今月の法話
五月の第二日曜日は母の日です。
お母さん お母さん 何にもご用は 無いけれど 呼んでみたいな お母さん
母はもういまさざれど、いつまでたっても母心の外に出られない自分であることに痛感させられます。 本居宣長のお母さんは「遠方ながら母見ており申す」と申されました。
わが子は気づく気づかないに係わらず、わが子に対する親の思いは本当に有難いものです。
親心というものは、人が人を好きになる愛というものとは違う、けっして代えごとの愛情ではなく、飽きることの無い親の慈悲であります。
わが子には、常に良い子に育って欲しい、良い子になって欲しいと願っておって下さっているのです。
また、その思いは見返りを一切考えていない一方通行の愛情です。
皆さん、お母さんが赤ん坊のおむつを代えるとき、今一生懸命世話をしておけば、将来きっと此の子が反対に私を世話してくれる。
そんなことを思いながら世話していますか。
どんなに辛くとも、理屈じゃない、世話をせずにはおれないという、これが親心ですね。
赤ん坊が泣くとお母さんのおチチが自然と出て来るように、見返りなど関係の無い、一方通行の愛情は理屈じゃないのです。
親心と簡単に言うけれど尊い親の慈悲なのです。
み佛さまのように何時も私を見て下さっておる、何時も私を思って下さっているのです。
親は亡くなった後も、永久に我子を思って下さっていると言います。
無量壽経というお経さまに「我、汝等諸天人民を哀愍すること、父母の子を念ふより甚だし」とあるように、み佛は、わが子の如く私達を見守って下さっているのです。
み佛の慈悲も親の慈悲も体は一つです。分量の差で質の差ではないのです。
親の慈悲 浜の真砂と 集むるも なおみ佛の 慈悲に及ばず
親の慈悲というものは何よりも深いものですが、その親の慈悲を浜辺の砂のように集めたものが、み佛の慈悲であります。

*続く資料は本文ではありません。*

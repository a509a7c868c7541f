//! Lexicographic seeding and the epsilon-constraint execution loop.

use super::types::{ParetoFrontier, ParetoPoint};
use crate::instance::Instance;
use crate::solver::{BranchAndBound, LinearConstraint, SolveOutcome, SolverConfig};
use std::sync::atomic::AtomicBool;
use std::sync::Arc;
use std::time::{Duration, Instant};

/// The first Pareto point, from the two-stage lexicographic solve.
#[derive(Debug, Clone, PartialEq)]
pub struct SeedPoint {
    /// The seed point: Z2-best among Z1-optimal selections.
    pub point: ParetoPoint,

    /// The unconstrained Z1 optimum, as certified by the first stage.
    pub z1_star: f64,

    /// Search nodes visited across both stages.
    pub nodes: u64,
}

/// Outcome of the lexicographic seed.
///
/// A validated instance is always feasible (the empty selection satisfies
/// every capacity bound), so the only non-seeded outcome is truncation by a
/// configured budget or cancellation.
#[derive(Debug, Clone, PartialEq)]
pub enum SeedOutcome {
    /// Both stages certified their optimum.
    Found(SeedPoint),

    /// A budget expired or the search was cancelled before the seed was
    /// certified.
    Truncated {
        /// Search nodes visited before truncation.
        nodes: u64,
    },
}

/// Computes the first Pareto point lexicographically: maximize Z1 alone,
/// then maximize Z2 subject to the tolerance-bounded equality `Z1 == z1*`.
///
/// # Examples
///
/// ```
/// use u_biknap::instance::{Instance, Item};
/// use u_biknap::pareto::{lexicographic_seed, SeedOutcome};
/// use u_biknap::solver::SolverConfig;
///
/// let instance = Instance::new(
///     vec![Item::new(2.0, 3.0, 4.0), Item::new(3.0, 5.0, 2.0)],
///     5.0,
/// );
/// let seed = lexicographic_seed(&instance, &SolverConfig::default()).unwrap();
/// let SeedOutcome::Found(seed) = seed else { unreachable!() };
/// assert_eq!(seed.point.objectives(), (8.0, 6.0));
/// ```
pub fn lexicographic_seed(
    instance: &Instance,
    config: &SolverConfig,
) -> Result<SeedOutcome, String> {
    seed_with_cancel(instance, config, None).map(|(outcome, _)| outcome)
}

/// Returns the seed outcome together with the number of optimizer calls
/// actually made (1 when the first stage truncates, 2 otherwise).
fn seed_with_cancel(
    instance: &Instance,
    config: &SolverConfig,
    cancel: Option<Arc<AtomicBool>>,
) -> Result<(SeedOutcome, usize), String> {
    let z1 = instance.z1_coefficients();
    let z2 = instance.z2_coefficients();

    let first = BranchAndBound::maximize_with_cancel(instance, &z1, &[], config, cancel.clone())?;
    let mut nodes = first.nodes;
    let z1_star = match first.outcome {
        SolveOutcome::Optimal(solution) => solution.objective,
        SolveOutcome::Truncated(_) => return Ok((SeedOutcome::Truncated { nodes }, 1)),
        SolveOutcome::Infeasible => {
            unreachable!("the empty selection is feasible for a validated instance")
        }
    };

    let anchor = LinearConstraint::eq(z1, z1_star);
    let second = BranchAndBound::maximize_with_cancel(
        instance,
        &z2,
        std::slice::from_ref(&anchor),
        config,
        cancel,
    )?;
    nodes += second.nodes;
    match second.outcome {
        SolveOutcome::Optimal(solution) => Ok((
            SeedOutcome::Found(SeedPoint {
                point: point_from(instance, solution.decision),
                z1_star,
                nodes,
            }),
            2,
        )),
        SolveOutcome::Truncated(_) => Ok((SeedOutcome::Truncated { nodes }, 2)),
        SolveOutcome::Infeasible => {
            unreachable!("the Z1-optimal selection satisfies its own anchor equality")
        }
    }
}

/// Result of a complete bi-objective solve.
#[derive(Debug, Clone, PartialEq)]
pub struct SweepResult {
    /// The accepted frontier, in sweep order (seed first).
    pub frontier: ParetoFrontier,

    /// Wall-clock duration of the full solve (seed + all epsilon iterations).
    pub duration: Duration,

    /// Number of optimizer calls, including the two seed stages.
    pub optimizer_calls: usize,

    /// Total search nodes visited across all calls.
    pub nodes: u64,

    /// Whether a budget or cancellation cut the sweep short. A truncated
    /// frontier is a prefix of the true one and must not be presented as
    /// complete.
    pub truncated: bool,
}

/// Executes the epsilon-constraint sweep.
///
/// Starting from the lexicographic seed, each iteration re-maximizes Z1
/// under `Z2 >= z2_prev + epsilon`. An optimal outcome appends a point and
/// raises the floor; infeasibility completes the frontier. Termination is
/// guaranteed for positive epsilon because Z2 is bounded above and each
/// accepted point raises the floor by at least epsilon.
pub struct EpsilonSweep;

impl EpsilonSweep {
    /// Runs the full bi-objective solve.
    ///
    /// # Examples
    ///
    /// ```
    /// use u_biknap::instance::{Instance, Item};
    /// use u_biknap::pareto::EpsilonSweep;
    /// use u_biknap::solver::SolverConfig;
    ///
    /// let instance = Instance::new(
    ///     vec![Item::new(1.0, 3.0, 1.0), Item::new(1.0, 1.0, 3.0)],
    ///     1.0,
    /// );
    /// let result = EpsilonSweep::run(&instance, 1.0, &SolverConfig::default()).unwrap();
    /// assert_eq!(result.frontier.z1_values(), vec![3.0, 1.0]);
    /// assert_eq!(result.frontier.z2_values(), vec![1.0, 3.0]);
    /// ```
    pub fn run(
        instance: &Instance,
        epsilon: f64,
        config: &SolverConfig,
    ) -> Result<SweepResult, String> {
        Self::run_with_cancel(instance, epsilon, config, None)
    }

    /// Runs the sweep with an optional cancellation token, observed inside
    /// every optimizer call.
    pub fn run_with_cancel(
        instance: &Instance,
        epsilon: f64,
        config: &SolverConfig,
        cancel: Option<Arc<AtomicBool>>,
    ) -> Result<SweepResult, String> {
        let start = Instant::now();
        instance.validate()?;
        config.validate()?;
        if !epsilon.is_finite() || epsilon <= 0.0 {
            return Err(format!(
                "epsilon must be finite and positive, got {epsilon}"
            ));
        }

        let mut frontier = ParetoFrontier::new();

        let (seed_outcome, mut optimizer_calls) =
            seed_with_cancel(instance, config, cancel.clone())?;
        let seed = match seed_outcome {
            SeedOutcome::Found(seed) => seed,
            SeedOutcome::Truncated { nodes } => {
                return Ok(SweepResult {
                    frontier,
                    duration: start.elapsed(),
                    optimizer_calls,
                    nodes,
                    truncated: true,
                });
            }
        };
        let mut nodes = seed.nodes;
        let mut z2_prev = seed.point.z2;
        frontier.push(seed.point);

        let z1 = instance.z1_coefficients();
        let z2 = instance.z2_coefficients();
        loop {
            let floor = LinearConstraint::ge(z2.clone(), z2_prev + epsilon);
            let report = BranchAndBound::maximize_with_cancel(
                instance,
                &z1,
                std::slice::from_ref(&floor),
                config,
                cancel.clone(),
            )?;
            optimizer_calls += 1;
            nodes += report.nodes;

            match report.outcome {
                SolveOutcome::Optimal(solution) => {
                    let point = point_from(instance, solution.decision);
                    // An epsilon below the solver's rhs-scaled tolerance lets
                    // the floor re-accept the previous point. A non-advancing
                    // Z2 means no attainable point clears the floor, so the
                    // frontier is complete.
                    if point.z2 <= z2_prev {
                        return Ok(SweepResult {
                            frontier,
                            duration: start.elapsed(),
                            optimizer_calls,
                            nodes,
                            truncated: false,
                        });
                    }
                    z2_prev = point.z2;
                    frontier.push(point);
                }
                SolveOutcome::Infeasible => {
                    return Ok(SweepResult {
                        frontier,
                        duration: start.elapsed(),
                        optimizer_calls,
                        nodes,
                        truncated: false,
                    });
                }
                SolveOutcome::Truncated(_) => {
                    return Ok(SweepResult {
                        frontier,
                        duration: start.elapsed(),
                        optimizer_calls,
                        nodes,
                        truncated: true,
                    });
                }
            }
        }
    }
}

/// Builds a Pareto point with z1/z2 recomputed from the decision in index
/// order, so the frontier invariants hold on the reported values.
fn point_from(instance: &Instance, decision: Vec<bool>) -> ParetoPoint {
    let z1 = instance.z1_value(&decision);
    let z2 = instance.z2_value(&decision);
    ParetoPoint { decision, z1, z2 }
}
#[derive(Clone)]
struct Search {
    /// Search position -> original item index.
    order: Vec<usize>,
    /// Item weights in search order.
    weights: Vec<f64>,
    /// Objective coefficients in search order.
    gains: Vec<f64>,
    constraints: Vec<ConstraintState>,
    capacity: f64,
    /// Capacity slack tolerance, pre-scaled by `max(1, capacity)`.
    cap_tol: f64,
    tolerance: f64,

    deadline: Option<Instant>,
    node_limit: u64,
    cancel: Option<Arc<AtomicBool>>,
    #[cfg(feature = "parallel")]
    shared_best: Option<Arc<AtomicU64>>,

    nodes: u64,
    truncated: bool,
    best_value: f64,
    /// Incumbent decision, in original index order.
    best_decision: Option<Vec<bool>>,
    /// Scratch decision for the current path, in search order.
    decision: Vec<bool>,
}

impl Search {
    fn new(
        instance: &Instance,
        objective: &[f64],
        constraints: &[LinearConstraint],
        config: &SolverConfig,
        cancel: Option<Arc<AtomicBool>>,
    ) -> Self {
        let n = instance.len();
        let items = instance.items();

        // Descending objective-density order improves both the relaxation
        // bound and how early the incumbent becomes competitive. Zero-weight
        // items with positive gain are free and sort first.
        let density = |i: usize| -> f64 {
            let weight = items[i].weight;
            let gain = objective[i];
            if weight > 0.0 {
                gain / weight
            } else if gain > 0.0 {
                f64::INFINITY
            } else {
                0.0
            }
        };
        let mut order: Vec<usize> = (0..n).collect();
        order.sort_by(|&a, &b| {
            density(b)
                .partial_cmp(&density(a))
                .unwrap_or(std::cmp::Ordering::Equal)
        });

        let weights: Vec<f64> = order.iter().map(|&i| items[i].weight).collect();
        let gains: Vec<f64> = order.iter().map(|&i| objective[i]).collect();

        let constraints = constraints
            .iter()
            .map(|c| {
                let coeffs: Vec<f64> = order.iter().map(|&i| c.coeffs[i]).collect();
                let mut pos_suffix = vec![0.0; n + 1];
                let mut neg_suffix = vec![0.0; n + 1];
                for p in (0..n).rev() {
                    pos_suffix[p] = pos_suffix[p + 1] + coeffs[p].max(0.0);
                    neg_suffix[p] = neg_suffix[p + 1] + coeffs[p].min(0.0);
                }
                ConstraintState {
                    coeffs,
                    relation: c.relation,
                    rhs: c.rhs,
                    tol: config.tolerance * c.rhs.abs().max(1.0),
                    pos_suffix,
                    neg_suffix,
                    acc: 0.0,
                }
            })
            .collect();

        let deadline = if config.time_limit_ms > 0 {
            Some(Instant::now() + std::time::Duration::from_millis(config.time_limit_ms))
        } else {
            None
        };

        Self {
            order,
            weights,
            gains,
            constraints,
            capacity: instance.capacity(),
            cap_tol: config.tolerance * instance.capacity().max(1.0),
            tolerance: config.tolerance,
            deadline,
            node_limit: config.node_limit,
            cancel,
            #[cfg(feature = "parallel")]
            shared_best: None,
            nodes: 0,
            truncated: false,
            best_value: f64::NEG_INFINITY,
            best_decision: None,
            decision: vec![false; n],
        }
    }

    /// Runs the search. `force_first` pins the decision for the first
    /// position instead of branching on it (used by the parallel root split).
    fn run_root(&mut self, force_first: Option<bool>) {
        let capacity = self.capacity;
        match force_first {
            None => self.dfs(0, capacity, 0.0),
            Some(false) => self.dfs(1, capacity, 0.0),
            Some(true) => {
                let weight = self.weights[0];
                if weight <= capacity + self.cap_tol {
                    self.decision[0] = true;
                    for c in &mut self.constraints {
                        c.acc += c.coeffs[0];
                    }
                    let gain = self.gains[0];
                    self.dfs(1, (capacity - weight).max(0.0), gain);
                }
            }
        }
    }

    fn dfs(&mut self, pos: usize, cap_left: f64, obj_acc: f64) {
        if self.truncated {
            return;
        }
        self.nodes += 1;
        if self.budget_exhausted() {
            self.truncated = true;
            return;
        }

        // At pos == n the suffix sums are zero and this doubles as the
        // final feasibility check.
        if !self.constraints.iter().all(|c| c.reachable(pos)) {
            return;
        }

        if pos == self.weights.len() {
            if obj_acc > self.best_value {
                self.accept(obj_acc);
            }
            return;
        }

        let best = self.current_best();
        if best > f64::NEG_INFINITY {
            let bound = obj_acc + self.relaxation_bound(pos, cap_left);
            if bound <= best + self.tolerance * best.abs().max(1.0) {
                return;
            }
        }

        // Include branch first: with density ordering it reaches strong
        // incumbents early.
        let weight = self.weights[pos];
        if weight <= cap_left + self.cap_tol {
            self.decision[pos] = true;
            for c in &mut self.constraints {
                c.acc += c.coeffs[pos];
            }
            self.dfs(pos + 1, (cap_left - weight).max(0.0), obj_acc + self.gains[pos]);
            for c in &mut self.constraints {
                c.acc -= c.coeffs[pos];
            }
            self.decision[pos] = false;
        }

        self.dfs(pos + 1, cap_left, obj_acc);
    }

    /// Fractional (greedy) relaxation of the remaining items: the classical
    /// knapsack upper bound. Side constraints are ignored, which only
    /// loosens the bound.
    fn relaxation_bound(&self, pos: usize, cap_left: f64) -> f64 {
        let mut bound = 0.0;
        let mut room = cap_left;
        for p in pos..self.weights.len() {
            let gain = self.gains[p];
            if gain <= 0.0 {
                continue;
            }
            let weight = self.weights[p];
            if weight <= room {
                bound += gain;
                room -= weight;
            } else {
                if room > 0.0 {
                    bound += gain * room / weight;
                }
                break;
            }
        }
        bound
    }

    fn accept(&mut self, objective: f64) {
        let mut decision = vec![false; self.order.len()];
        for (pos, &take) in self.decision.iter().enumerate() {
            if take {
                decision[self.order[pos]] = true;
            }
        }
        self.best_value = objective;
        self.best_decision = Some(decision);

        #[cfg(feature = "parallel")]
        if let Some(shared) = &self.shared_best {
            let _ = shared.fetch_update(Ordering::Relaxed, Ordering::Relaxed, |bits| {
                if objective > f64::from_bits(bits) {
                    Some(objective.to_bits())
                } else {
                    None
                }
            });
        }
    }

    /// Best known objective value: the local incumbent, raised to the
    /// shared one when subtrees run in parallel.
    fn current_best(&self) -> f64 {
        #[cfg(feature = "parallel")]
        if let Some(shared) = &self.shared_best {
            return f64::from_bits(shared.load(Ordering::Relaxed)).max(self.best_value);
        }
        self.best_value
    }

    fn budget_exhausted(&self) -> bool {
        if self.node_limit > 0 && self.nodes > self.node_limit {
            return true;
        }
        if let Some(flag) = &self.cancel {
            if flag.load(Ordering::Relaxed) {
                return true;
            }
        }
        if self.nodes % DEADLINE_CHECK_INTERVAL == 0 {
            if let Some(deadline) = self.deadline {
                if Instant::now() >= deadline {
                    return true;
                }
            }
        }
        false
    }

    fn into_report(self) -> SolveReport {
        let incumbent = self.best_decision.map(|decision| Solution {
            decision,
            objective: self.best_value,
        });
        let outcome = if self.truncated {
            SolveOutcome::Truncated(incumbent)
        } else {
            match incumbent {
                Some(solution) => SolveOutcome::Optimal(solution),
                None => SolveOutcome::Infeasible,
            }
        };
        SolveReport {
            outcome,
            nodes: self.nodes,
        }
    }
}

「全ての人々を救う、我名を称えよ」と仰せになっているのです。
私達は、どうぞお救い下さいとの思いをもって、み佛のみ名を称えるのです。
『南無阿弥陀佛』とは阿弥陀さまの名を呼ぶことです。
限り無く生きたい我らの熱望の前に、限り無く生かそうとして現われて下さるみ佛です。
つまり、南無阿弥陀佛がみ佛なのです。
何時でも何処でも何をしていても、今お念佛を申す時にみ佛はそこに現われ賜うのです。
お釈迦さまは「汝、好く此の語を持て、是の語を持てとは即ち、是れ無量壽佛の名を持てとなり」
善導大師は「一心専念弥陀名号」
元祖さまは「南無阿弥陀佛と申す外には別の子細候はず、唯一向に念佛すべし」と仰せになっておられます。
故に、南無阿弥陀佛と称える称名は『名体不離』と言うのです。
声に出して呼ぶ名号と、その声に応じて現われたもう体としてのみ佛は同じなのです。
名の外に体無く、体の外に名無く、その関係は不離なのです。
お母さんに逢いたい時は「お母さん」と呼ぶように、み佛に逢いたい時、嬉しい時も、悲しい時も、寂しい時も、南無阿弥陀佛と称えるのです。
称える南無阿弥陀佛の中に、み佛の本体が付いて離れないので。
これがお念佛です。念は声なり。
み佛の名を呼ぶことによって、自分の力の及ばない、如何なる時、所でもみ佛の大慈悲を感じて生きる事が出来るのです。
「念佛衆生、摂取不捨」念佛申す者をば必ず救い取っ下さるのです。
即ち、『念声是一』念と声は一つなのです。
呼べば呼ぶ 呼ばねば呼ばぬ 山彦の 応える声も 呼ぶ人の声
亡き母を思うにつけて、南無阿弥陀佛と称えています。
「お母さん」と親呼ぶ声は、南無阿弥陀佛。
声にだすお念佛が一番大事なのです。
南無阿弥陀佛は、親の名前です。
総てを生かし給う、このわたしを生かして下さる、おおいなる親さまです。
南無阿弥陀佛とすなおに名を呼べる人こそ、幸せな人なのです。